Stored records:
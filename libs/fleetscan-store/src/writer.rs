//! Upsert writer: delete any row with the record's key, then insert the row.

use fleetscan_inventory::MachineInfo;
use sea_orm::sea_query::{Alias, Expr, Query, SimpleExpr};
use sea_orm::{
    ConnectOptions, ConnectionTrait, Database, DatabaseConnection, DbErr, Statement,
    TransactionTrait,
};
use sea_orm_migration::MigratorTrait;

use crate::config::{StoreConfig, TableRef, redact_dsn};
use crate::entity::{self, Column};
use crate::error::{PersistenceError, StatementKind, StoreError};
use crate::migrations::Migrator;

/// Result of persisting one record: per-statement failures are captured
/// independently and never abort the surrounding batch.
#[derive(Debug)]
pub struct UpsertOutcome {
    pub host: String,
    pub drive: String,
    /// Rows removed by the delete step (0 on first sight of the key).
    pub rows_deleted: u64,
    pub errors: Vec<PersistenceError>,
}

impl UpsertOutcome {
    fn new(record: &MachineInfo) -> Self {
        Self {
            host: record.computer_name.clone(),
            drive: record.drive.clone(),
            rows_deleted: 0,
            errors: Vec::new(),
        }
    }

    #[must_use]
    pub fn is_clean(&self) -> bool {
        self.errors.is_empty()
    }

    fn record_failure(&mut self, statement: StatementKind, cause: DbErr) {
        tracing::error!(host = %self.host, %statement, error = %cause, "statement failed");
        self.errors.push(PersistenceError {
            host: self.host.clone(),
            statement,
            cause,
        });
    }
}

/// One shared connection for a whole persistence batch.
pub struct Store {
    conn: DatabaseConnection,
    table: TableRef,
    transactional: bool,
}

impl Store {
    /// Open the batch connection.
    ///
    /// # Errors
    /// [`StoreError::Connect`] — this is the one failure that aborts a whole
    /// persistence run.
    pub async fn connect(cfg: &StoreConfig) -> Result<Self, StoreError> {
        let mut options = ConnectOptions::new(cfg.dsn.clone());
        options
            .max_connections(cfg.max_connections)
            .connect_timeout(cfg.acquire_timeout)
            .acquire_timeout(cfg.acquire_timeout)
            .sqlx_logging(false);

        let conn = Database::connect(options)
            .await
            .map_err(|source| StoreError::Connect {
                dsn: redact_dsn(&cfg.dsn),
                source,
            })?;
        tracing::info!(dsn = %redact_dsn(&cfg.dsn), table = %cfg.table, "store connected");

        Ok(Self {
            conn,
            table: cfg.table.clone(),
            transactional: cfg.transactional,
        })
    }

    /// Wrap an existing connection (tests, embedders).
    #[must_use]
    pub fn from_connection(conn: DatabaseConnection, table: TableRef, transactional: bool) -> Self {
        Self {
            conn,
            table,
            transactional,
        }
    }

    /// Bring the default schema up to date. The writer itself never creates
    /// schema.
    ///
    /// # Errors
    /// [`StoreError::Migration`] when a migration statement fails.
    pub async fn migrate(&self) -> Result<(), StoreError> {
        Migrator::up(&self.conn, None)
            .await
            .map_err(StoreError::Migration)
    }

    #[must_use]
    pub fn connection(&self) -> &DatabaseConnection {
        &self.conn
    }

    /// Consume the store and hand back the underlying connection (tests,
    /// embedders that need owned access — e.g. a mock connection's
    /// `into_transaction_log`).
    #[must_use]
    pub fn into_connection(self) -> DatabaseConnection {
        self.conn
    }

    /// Persist one record: delete any existing row with the record's
    /// (`ComputerName`, `Drive`), then insert the new row.
    ///
    /// Without `transactional`, the two statements run independently — a
    /// failed delete does not stop the insert, and a failed insert after a
    /// successful delete leaves the row missing (faithful to the source
    /// behavior this writer replaces; opt into `transactional` to close that
    /// gap).
    pub async fn upsert(&self, record: &MachineInfo) -> UpsertOutcome {
        if self.transactional {
            self.upsert_transactional(record).await
        } else {
            self.upsert_plain(record).await
        }
    }

    /// Persist a batch over the shared connection, sequentially and in input
    /// order. A record's failure never aborts the rest.
    pub async fn upsert_all(&self, records: &[MachineInfo]) -> Vec<UpsertOutcome> {
        let mut outcomes = Vec::with_capacity(records.len());
        for record in records {
            outcomes.push(self.upsert(record).await);
        }
        outcomes
    }

    async fn upsert_plain(&self, record: &MachineInfo) -> UpsertOutcome {
        let mut outcome = UpsertOutcome::new(record);

        match exec(&self.conn, self.delete_statement(record)).await {
            Ok(rows) => outcome.rows_deleted = rows,
            Err(cause) => outcome.record_failure(StatementKind::Delete, cause),
        }

        // The insert runs even when the delete failed: there is no
        // transaction to roll back, and each statement is reported on its own.
        match self.insert_statement(record) {
            Ok(stmt) => {
                if let Err(cause) = exec(&self.conn, stmt).await {
                    outcome.record_failure(StatementKind::Insert, cause);
                }
            }
            Err(cause) => outcome.record_failure(StatementKind::Insert, cause),
        }

        outcome
    }

    async fn upsert_transactional(&self, record: &MachineInfo) -> UpsertOutcome {
        let mut outcome = UpsertOutcome::new(record);

        let txn = match self.conn.begin().await {
            Ok(txn) => txn,
            Err(cause) => {
                outcome.record_failure(StatementKind::Transaction, cause);
                return outcome;
            }
        };

        match exec(&txn, self.delete_statement(record)).await {
            Ok(rows) => outcome.rows_deleted = rows,
            Err(cause) => {
                outcome.record_failure(StatementKind::Delete, cause);
                rollback(txn, &mut outcome).await;
                return outcome;
            }
        }

        let insert = match self.insert_statement(record) {
            Ok(stmt) => stmt,
            Err(cause) => {
                outcome.record_failure(StatementKind::Insert, cause);
                rollback(txn, &mut outcome).await;
                return outcome;
            }
        };
        if let Err(cause) = exec(&txn, insert).await {
            outcome.record_failure(StatementKind::Insert, cause);
            rollback(txn, &mut outcome).await;
            return outcome;
        }

        if let Err(cause) = txn.commit().await {
            outcome.record_failure(StatementKind::Transaction, cause);
        }
        outcome
    }

    fn delete_statement(&self, record: &MachineInfo) -> Statement {
        let stmt = Query::delete()
            .from_table(Alias::new(self.table.as_str()))
            .and_where(Expr::col(Column::ComputerName).eq(record.computer_name.as_str()))
            .and_where(Expr::col(Column::Drive).eq(record.drive.as_str()))
            .to_owned();
        self.conn.get_database_backend().build(&stmt)
    }

    fn insert_statement(&self, record: &MachineInfo) -> Result<Statement, DbErr> {
        let values: [SimpleExpr; 16] = [
            record.computer_name.as_str().into(),
            record.domain.as_str().into(),
            record.manufacturer.as_str().into(),
            record.model.as_str().into(),
            entity::gb_to_db(record.ram_gb).into(),
            record.drive.as_str().into(),
            entity::gb_to_db(record.disk_size_gb).into(),
            entity::gb_to_db(record.free_space_gb).into(),
            entity::percent_to_db(record.free_percent).into(),
            record.bios_version.as_str().into(),
            record.bios_serial.as_str().into(),
            record.os_name.as_str().into(),
            record.os_version.as_str().into(),
            record.os_architecture.as_str().into(),
            record.processor.as_str().into(),
            entity::percent_to_db(record.processor_address_width).into(),
        ];

        let mut stmt = Query::insert()
            .into_table(Alias::new(self.table.as_str()))
            .columns([
                Column::ComputerName,
                Column::Domain,
                Column::Manufacturer,
                Column::Model,
                Column::RamGb,
                Column::Drive,
                Column::DiskSizeGb,
                Column::FreeSpaceGb,
                Column::FreePercent,
                Column::BiosVersion,
                Column::BiosSerial,
                Column::OsName,
                Column::OsVersion,
                Column::OsArchitecture,
                Column::Processor,
                Column::ProcessorAddressWidth,
            ])
            .to_owned();
        stmt.values(values)
            .map_err(|e| DbErr::Custom(e.to_string()))?;
        Ok(self.conn.get_database_backend().build(&stmt))
    }
}

async fn exec<C: ConnectionTrait>(conn: &C, stmt: Statement) -> Result<u64, DbErr> {
    conn.execute(stmt).await.map(|res| res.rows_affected())
}

async fn rollback(txn: sea_orm::DatabaseTransaction, outcome: &mut UpsertOutcome) {
    if let Err(cause) = txn.rollback().await {
        outcome.record_failure(StatementKind::Transaction, cause);
    }
}
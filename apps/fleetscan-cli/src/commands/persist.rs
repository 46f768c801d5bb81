//! `fleetscan persist` — collect and upsert into the relational store.

use std::pin::pin;

use anyhow::Result;
use colored::Colorize;
use futures::StreamExt;

use fleetscan_inventory::InventoryPipeline;
use fleetscan_store::{Store, TableRef};

use crate::config::AppConfig;

pub async fn run(
    config: &AppConfig,
    hosts: Vec<String>,
    dsn: Option<String>,
    table: Option<String>,
) -> Result<()> {
    let hosts = crate::hosts::resolve(hosts)?;

    let mut store_cfg = config.store.clone();
    if let Some(dsn) = dsn {
        store_cfg.dsn = dsn;
    }
    if let Some(table) = table {
        store_cfg.table = TableRef::new(table)?;
    }

    // Connect failure is the one error that aborts the whole run.
    let store = Store::connect(&store_cfg).await?;
    store.migrate().await?;

    tracing::info!(hosts = hosts.len(), table = %store_cfg.table, "starting persistence run");

    let provider = crate::provider::build(config.provider);
    let pipeline = InventoryPipeline::with_options(provider, config.pipeline.clone());

    let mut persisted = 0usize;
    let mut collect_failures = 0usize;
    let mut statement_failures = 0usize;

    let mut stream = pin!(pipeline.collect_stream(&hosts));
    while let Some(report) = stream.next().await {
        match report.outcome {
            Ok(record) => {
                let outcome = store.upsert(&record).await;
                if outcome.is_clean() {
                    persisted += 1;
                    println!(
                        "{}",
                        format!("persisted {} ({})", outcome.host, outcome.drive).green()
                    );
                } else {
                    statement_failures += outcome.errors.len();
                    for error in &outcome.errors {
                        eprintln!("{}", error.to_string().red());
                    }
                }
            }
            Err(error) => {
                collect_failures += 1;
                eprintln!("{}", format!("{}: {error}", report.host).red());
            }
        }
    }

    println!();
    println!(
        "{persisted}/{} hosts persisted ({collect_failures} collection failures, {statement_failures} statement failures)",
        hosts.len()
    );
    Ok(())
}
//! Session-provider selection.

use std::sync::Arc;

use fleetscan_inventory::{LocalSessionProvider, SessionProvider};

use crate::config::ProviderKind;

pub fn build(kind: ProviderKind) -> Arc<dyn SessionProvider> {
    match kind {
        ProviderKind::Local => Arc::new(LocalSessionProvider::new()),
    }
}
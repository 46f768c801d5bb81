use sea_orm_migration::prelude::*;

mod create_machine_inventory_001;

pub struct Migrator;

#[async_trait::async_trait]
impl MigratorTrait for Migrator {
    fn migrations() -> Vec<Box<dyn MigrationTrait>> {
        vec![Box::new(create_machine_inventory_001::Migration)]
    }
}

Task directions:
Look above for the line containing "pub struct Store". Output from there through the line containing "pub async fn migrate(&self)", exactly and inclusively.

Output below:
pub struct Store {
    conn: DatabaseConnection,
    table: TableRef,
    transactional: bool,
}

impl Store {
    /// Open the batch connection.
    ///
    /// # Errors
    /// [`StoreError::Connect`] — this is the one failure that aborts a whole
    /// persistence run.
    pub async fn connect(cfg: &StoreConfig) -> Result<Self, StoreError> {
        let mut options = ConnectOptions::new(cfg.dsn.clone());
        options
            .max_connections(cfg.max_connections)
            .connect_timeout(cfg.acquire_timeout)
            .acquire_timeout(cfg.acquire_timeout)
            .sqlx_logging(false);

        let conn = Database::connect(options)
            .await
            .map_err(|source| StoreError::Connect {
                dsn: redact_dsn(&cfg.dsn),
                source,
            })?;
        tracing::info!(dsn = %redact_dsn(&cfg.dsn), table = %cfg.table, "store connected");

        Ok(Self {
            conn,
            table: cfg.table.clone(),
            transactional: cfg.transactional,
        })
    }

    /// Wrap an existing connection (tests, embedders).
    #[must_use]
    pub fn from_connection(conn: DatabaseConnection, table: TableRef, transactional: bool) -> Self {
        Self {
            conn,
            table,
            transactional,
        }
    }

    /// Bring the default schema up to date. The writer itself never creates
    /// schema.
    ///
    /// # Errors
    /// [`StoreError::Migration`] when a migration statement fails.
    pub async fn migrate(&self) -> Result<(), StoreError> {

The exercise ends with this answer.